[AIM OF THE EXERCISE]: Look through the data below and return each line where "DoKw" appears.
--- PROVIDED ENTRIES Enclosed Below ---
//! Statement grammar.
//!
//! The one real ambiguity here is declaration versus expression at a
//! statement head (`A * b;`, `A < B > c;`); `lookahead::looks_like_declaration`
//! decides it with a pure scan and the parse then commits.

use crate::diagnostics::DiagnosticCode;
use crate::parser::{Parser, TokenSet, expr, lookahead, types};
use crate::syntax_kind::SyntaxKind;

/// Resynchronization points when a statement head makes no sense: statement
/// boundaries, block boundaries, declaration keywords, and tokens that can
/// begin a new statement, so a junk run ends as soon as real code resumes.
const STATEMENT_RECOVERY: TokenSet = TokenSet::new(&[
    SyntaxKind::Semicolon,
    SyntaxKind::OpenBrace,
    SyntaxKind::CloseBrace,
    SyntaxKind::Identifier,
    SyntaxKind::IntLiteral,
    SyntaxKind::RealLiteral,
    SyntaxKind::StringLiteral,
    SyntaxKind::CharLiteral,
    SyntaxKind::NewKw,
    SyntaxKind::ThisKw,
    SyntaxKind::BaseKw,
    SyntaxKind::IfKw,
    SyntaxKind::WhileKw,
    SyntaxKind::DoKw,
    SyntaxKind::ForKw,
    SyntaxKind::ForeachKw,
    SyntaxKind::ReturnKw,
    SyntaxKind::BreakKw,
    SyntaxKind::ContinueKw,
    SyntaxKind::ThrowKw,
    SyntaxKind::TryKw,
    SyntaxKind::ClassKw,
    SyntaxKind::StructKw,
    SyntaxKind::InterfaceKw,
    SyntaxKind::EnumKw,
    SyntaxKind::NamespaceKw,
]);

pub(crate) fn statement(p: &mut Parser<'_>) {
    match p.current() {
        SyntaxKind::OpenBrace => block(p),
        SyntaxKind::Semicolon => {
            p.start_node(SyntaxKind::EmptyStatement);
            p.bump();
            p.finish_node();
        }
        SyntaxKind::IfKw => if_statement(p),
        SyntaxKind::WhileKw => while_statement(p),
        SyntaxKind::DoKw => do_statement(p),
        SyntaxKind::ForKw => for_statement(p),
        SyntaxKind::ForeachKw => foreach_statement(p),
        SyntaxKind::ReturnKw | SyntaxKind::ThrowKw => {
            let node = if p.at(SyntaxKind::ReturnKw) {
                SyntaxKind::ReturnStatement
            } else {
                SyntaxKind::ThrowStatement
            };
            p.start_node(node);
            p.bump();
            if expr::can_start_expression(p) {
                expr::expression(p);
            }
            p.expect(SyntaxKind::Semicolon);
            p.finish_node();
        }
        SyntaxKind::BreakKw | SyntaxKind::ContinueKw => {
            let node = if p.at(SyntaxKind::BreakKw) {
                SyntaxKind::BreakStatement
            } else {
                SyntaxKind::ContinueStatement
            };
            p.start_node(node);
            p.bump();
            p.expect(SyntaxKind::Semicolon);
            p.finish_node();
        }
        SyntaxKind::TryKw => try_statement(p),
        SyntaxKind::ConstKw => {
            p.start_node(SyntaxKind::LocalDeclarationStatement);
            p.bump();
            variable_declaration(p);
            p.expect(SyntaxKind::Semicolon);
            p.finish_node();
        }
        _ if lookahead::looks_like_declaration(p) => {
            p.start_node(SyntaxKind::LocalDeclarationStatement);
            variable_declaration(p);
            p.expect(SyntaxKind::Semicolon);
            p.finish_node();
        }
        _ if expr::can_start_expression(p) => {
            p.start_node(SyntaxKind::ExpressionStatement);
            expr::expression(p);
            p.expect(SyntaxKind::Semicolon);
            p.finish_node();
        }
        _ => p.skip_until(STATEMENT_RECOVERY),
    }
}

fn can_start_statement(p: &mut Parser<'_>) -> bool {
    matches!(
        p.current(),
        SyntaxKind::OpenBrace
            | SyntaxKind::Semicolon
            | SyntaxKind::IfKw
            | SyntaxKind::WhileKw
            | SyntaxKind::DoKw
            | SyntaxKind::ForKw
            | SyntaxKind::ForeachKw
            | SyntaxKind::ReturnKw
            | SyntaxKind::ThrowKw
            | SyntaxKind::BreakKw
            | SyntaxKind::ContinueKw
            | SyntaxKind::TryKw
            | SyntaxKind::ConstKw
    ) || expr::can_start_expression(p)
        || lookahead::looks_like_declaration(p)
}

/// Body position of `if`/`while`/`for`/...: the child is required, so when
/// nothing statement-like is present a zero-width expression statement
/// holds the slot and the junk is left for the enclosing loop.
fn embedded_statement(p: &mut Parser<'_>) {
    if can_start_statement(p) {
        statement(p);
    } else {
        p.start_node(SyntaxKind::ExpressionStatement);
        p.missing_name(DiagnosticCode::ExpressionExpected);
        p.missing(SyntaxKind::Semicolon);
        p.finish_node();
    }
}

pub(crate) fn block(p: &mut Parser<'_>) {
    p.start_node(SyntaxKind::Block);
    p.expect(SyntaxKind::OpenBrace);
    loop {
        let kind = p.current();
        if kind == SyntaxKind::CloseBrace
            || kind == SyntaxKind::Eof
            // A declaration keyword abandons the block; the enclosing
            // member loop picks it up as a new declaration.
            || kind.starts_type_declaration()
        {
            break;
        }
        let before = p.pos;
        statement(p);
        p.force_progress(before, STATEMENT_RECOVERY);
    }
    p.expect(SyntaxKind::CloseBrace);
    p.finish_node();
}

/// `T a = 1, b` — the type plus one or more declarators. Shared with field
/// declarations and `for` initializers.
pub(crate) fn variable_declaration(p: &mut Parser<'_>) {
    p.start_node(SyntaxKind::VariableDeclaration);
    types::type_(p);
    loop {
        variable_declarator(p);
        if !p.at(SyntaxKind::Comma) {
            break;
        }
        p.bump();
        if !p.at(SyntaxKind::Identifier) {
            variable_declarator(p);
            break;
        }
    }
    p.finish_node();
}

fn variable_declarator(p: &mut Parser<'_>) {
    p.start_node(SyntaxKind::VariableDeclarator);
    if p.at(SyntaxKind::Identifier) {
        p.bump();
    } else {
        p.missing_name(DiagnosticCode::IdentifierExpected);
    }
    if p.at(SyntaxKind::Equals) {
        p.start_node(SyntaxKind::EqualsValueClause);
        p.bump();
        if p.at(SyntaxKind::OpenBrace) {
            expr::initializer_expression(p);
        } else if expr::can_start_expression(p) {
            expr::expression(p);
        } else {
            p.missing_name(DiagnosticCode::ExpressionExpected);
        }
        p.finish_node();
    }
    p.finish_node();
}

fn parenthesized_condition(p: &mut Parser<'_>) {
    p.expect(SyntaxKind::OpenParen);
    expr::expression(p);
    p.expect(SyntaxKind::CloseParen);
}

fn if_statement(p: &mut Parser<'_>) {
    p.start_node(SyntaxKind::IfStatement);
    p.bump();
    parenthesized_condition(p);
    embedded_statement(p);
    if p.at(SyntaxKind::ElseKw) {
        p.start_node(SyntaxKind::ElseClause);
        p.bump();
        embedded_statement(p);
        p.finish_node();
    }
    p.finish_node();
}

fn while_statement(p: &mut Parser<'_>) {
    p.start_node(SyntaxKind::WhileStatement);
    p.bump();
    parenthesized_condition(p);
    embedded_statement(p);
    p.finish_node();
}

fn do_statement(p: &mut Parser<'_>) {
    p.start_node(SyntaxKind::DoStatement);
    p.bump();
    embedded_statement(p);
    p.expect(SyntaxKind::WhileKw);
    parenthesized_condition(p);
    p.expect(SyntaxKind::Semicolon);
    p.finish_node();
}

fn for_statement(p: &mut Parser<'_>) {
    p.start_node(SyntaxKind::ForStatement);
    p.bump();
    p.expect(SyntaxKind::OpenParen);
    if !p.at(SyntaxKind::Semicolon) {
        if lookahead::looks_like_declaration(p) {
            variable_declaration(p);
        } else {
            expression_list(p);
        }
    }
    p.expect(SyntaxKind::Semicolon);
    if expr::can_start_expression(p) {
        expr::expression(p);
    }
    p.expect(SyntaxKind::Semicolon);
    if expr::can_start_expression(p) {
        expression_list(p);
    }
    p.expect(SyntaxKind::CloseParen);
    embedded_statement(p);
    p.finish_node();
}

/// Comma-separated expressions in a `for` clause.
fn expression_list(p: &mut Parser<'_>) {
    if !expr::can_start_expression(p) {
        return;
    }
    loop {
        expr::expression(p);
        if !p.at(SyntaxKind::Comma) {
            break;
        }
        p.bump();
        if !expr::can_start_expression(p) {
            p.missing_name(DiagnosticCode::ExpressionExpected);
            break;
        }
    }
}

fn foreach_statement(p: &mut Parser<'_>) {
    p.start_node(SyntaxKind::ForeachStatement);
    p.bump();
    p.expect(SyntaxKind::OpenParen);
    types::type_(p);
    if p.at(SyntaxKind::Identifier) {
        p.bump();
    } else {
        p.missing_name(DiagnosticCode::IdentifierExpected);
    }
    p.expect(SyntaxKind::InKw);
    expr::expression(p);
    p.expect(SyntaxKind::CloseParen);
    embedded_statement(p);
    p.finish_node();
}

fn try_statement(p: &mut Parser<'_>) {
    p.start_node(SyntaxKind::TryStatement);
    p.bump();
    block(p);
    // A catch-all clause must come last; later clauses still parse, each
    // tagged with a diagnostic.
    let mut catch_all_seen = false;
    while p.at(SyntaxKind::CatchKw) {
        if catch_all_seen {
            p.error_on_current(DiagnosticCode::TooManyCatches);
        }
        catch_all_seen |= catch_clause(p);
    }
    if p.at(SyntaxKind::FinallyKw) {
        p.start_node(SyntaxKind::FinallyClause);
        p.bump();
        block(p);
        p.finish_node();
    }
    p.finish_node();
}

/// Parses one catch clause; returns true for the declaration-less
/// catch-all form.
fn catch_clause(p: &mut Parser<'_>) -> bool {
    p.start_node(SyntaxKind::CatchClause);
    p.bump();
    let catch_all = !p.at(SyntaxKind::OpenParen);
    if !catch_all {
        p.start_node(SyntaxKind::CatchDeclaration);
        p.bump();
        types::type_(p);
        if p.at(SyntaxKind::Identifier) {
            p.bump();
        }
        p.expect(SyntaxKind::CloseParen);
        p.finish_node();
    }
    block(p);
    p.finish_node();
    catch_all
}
--- End of Enclosed PROVIDED ENTRIES ---
--- PROVIDED ENTRIES Enclosed Below ---
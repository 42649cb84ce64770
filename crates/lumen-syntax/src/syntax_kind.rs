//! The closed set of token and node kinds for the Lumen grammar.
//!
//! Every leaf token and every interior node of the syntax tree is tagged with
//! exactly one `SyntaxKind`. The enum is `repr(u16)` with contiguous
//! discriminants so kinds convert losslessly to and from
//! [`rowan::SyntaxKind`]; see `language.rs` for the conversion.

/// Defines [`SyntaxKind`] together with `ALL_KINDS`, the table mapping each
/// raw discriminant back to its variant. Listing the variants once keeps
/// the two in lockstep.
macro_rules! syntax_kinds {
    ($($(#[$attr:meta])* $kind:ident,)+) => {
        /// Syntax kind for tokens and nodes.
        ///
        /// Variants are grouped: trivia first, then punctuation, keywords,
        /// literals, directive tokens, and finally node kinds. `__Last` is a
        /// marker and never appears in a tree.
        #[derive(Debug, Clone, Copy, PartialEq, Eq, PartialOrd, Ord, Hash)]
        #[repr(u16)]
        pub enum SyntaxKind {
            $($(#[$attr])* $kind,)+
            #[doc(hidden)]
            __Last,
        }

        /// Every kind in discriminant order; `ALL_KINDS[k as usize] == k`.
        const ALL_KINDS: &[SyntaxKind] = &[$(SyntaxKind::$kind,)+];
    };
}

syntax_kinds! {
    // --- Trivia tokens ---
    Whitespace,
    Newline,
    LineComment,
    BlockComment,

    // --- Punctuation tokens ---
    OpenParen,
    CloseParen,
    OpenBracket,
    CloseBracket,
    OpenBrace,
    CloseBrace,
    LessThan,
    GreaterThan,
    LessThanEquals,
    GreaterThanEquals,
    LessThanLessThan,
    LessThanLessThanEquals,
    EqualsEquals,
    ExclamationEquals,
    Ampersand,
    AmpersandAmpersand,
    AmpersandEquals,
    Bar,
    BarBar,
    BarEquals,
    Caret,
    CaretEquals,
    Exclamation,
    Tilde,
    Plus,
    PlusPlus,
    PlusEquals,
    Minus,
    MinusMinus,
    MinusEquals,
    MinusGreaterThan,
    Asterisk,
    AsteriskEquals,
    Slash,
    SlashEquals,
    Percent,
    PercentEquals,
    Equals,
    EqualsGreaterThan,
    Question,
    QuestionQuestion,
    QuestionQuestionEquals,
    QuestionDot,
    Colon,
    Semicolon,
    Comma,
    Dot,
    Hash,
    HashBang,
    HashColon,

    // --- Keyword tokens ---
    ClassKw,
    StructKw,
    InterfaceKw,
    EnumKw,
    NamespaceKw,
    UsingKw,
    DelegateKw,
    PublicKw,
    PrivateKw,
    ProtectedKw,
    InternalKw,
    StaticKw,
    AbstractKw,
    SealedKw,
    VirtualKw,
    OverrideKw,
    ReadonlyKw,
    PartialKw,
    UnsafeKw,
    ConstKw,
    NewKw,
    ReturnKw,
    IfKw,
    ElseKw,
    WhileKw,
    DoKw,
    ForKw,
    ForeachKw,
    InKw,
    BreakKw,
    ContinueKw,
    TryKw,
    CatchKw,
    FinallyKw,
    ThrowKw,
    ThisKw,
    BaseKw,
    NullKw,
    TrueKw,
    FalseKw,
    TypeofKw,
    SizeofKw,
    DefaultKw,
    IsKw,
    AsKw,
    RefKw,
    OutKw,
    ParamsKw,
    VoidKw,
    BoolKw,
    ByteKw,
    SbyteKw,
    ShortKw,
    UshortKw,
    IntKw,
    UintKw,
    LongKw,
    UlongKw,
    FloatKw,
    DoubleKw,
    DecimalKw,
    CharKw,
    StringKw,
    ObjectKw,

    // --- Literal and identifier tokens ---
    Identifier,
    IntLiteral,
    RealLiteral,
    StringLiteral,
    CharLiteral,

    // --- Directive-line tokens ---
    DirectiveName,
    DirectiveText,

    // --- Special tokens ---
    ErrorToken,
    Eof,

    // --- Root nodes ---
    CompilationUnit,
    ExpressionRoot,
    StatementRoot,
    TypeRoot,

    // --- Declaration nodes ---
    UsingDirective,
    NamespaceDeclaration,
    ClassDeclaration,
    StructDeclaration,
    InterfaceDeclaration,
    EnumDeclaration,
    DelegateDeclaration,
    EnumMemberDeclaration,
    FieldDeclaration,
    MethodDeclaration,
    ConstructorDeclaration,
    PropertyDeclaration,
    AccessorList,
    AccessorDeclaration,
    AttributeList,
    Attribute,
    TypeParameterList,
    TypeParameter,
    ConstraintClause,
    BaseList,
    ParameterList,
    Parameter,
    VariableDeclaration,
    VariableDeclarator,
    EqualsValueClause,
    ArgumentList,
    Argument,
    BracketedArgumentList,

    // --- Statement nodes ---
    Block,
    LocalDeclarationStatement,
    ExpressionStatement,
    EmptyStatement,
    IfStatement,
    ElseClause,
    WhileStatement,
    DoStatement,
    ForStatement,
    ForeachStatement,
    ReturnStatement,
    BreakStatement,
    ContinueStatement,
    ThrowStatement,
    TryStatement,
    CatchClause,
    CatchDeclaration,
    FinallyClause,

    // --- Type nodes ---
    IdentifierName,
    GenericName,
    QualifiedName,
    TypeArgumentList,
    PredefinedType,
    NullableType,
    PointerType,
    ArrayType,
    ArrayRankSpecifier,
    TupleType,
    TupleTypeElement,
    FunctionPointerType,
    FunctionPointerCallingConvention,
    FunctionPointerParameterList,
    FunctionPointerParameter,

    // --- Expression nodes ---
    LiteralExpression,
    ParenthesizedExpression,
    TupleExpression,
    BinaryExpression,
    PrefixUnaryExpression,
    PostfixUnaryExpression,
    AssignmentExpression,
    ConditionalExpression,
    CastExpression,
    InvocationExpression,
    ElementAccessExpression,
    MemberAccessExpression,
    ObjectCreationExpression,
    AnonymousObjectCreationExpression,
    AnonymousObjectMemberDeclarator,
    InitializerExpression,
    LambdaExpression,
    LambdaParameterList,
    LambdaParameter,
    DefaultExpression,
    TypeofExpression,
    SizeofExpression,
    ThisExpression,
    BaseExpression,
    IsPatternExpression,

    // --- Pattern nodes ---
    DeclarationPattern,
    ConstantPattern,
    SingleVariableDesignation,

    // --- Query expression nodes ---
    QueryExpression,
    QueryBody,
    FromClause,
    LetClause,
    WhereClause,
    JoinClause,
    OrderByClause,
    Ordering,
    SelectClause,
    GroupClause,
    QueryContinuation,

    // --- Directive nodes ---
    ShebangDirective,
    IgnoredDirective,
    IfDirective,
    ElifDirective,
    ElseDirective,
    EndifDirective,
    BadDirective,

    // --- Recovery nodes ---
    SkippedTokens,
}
--- End of Enclosed PROVIDED ENTRIES ---
[WRITTEN SOLUTION]:
    SyntaxKind::DoKw,
        SyntaxKind::DoKw => do_statement(p),
            | SyntaxKind::DoKw
    DoKw,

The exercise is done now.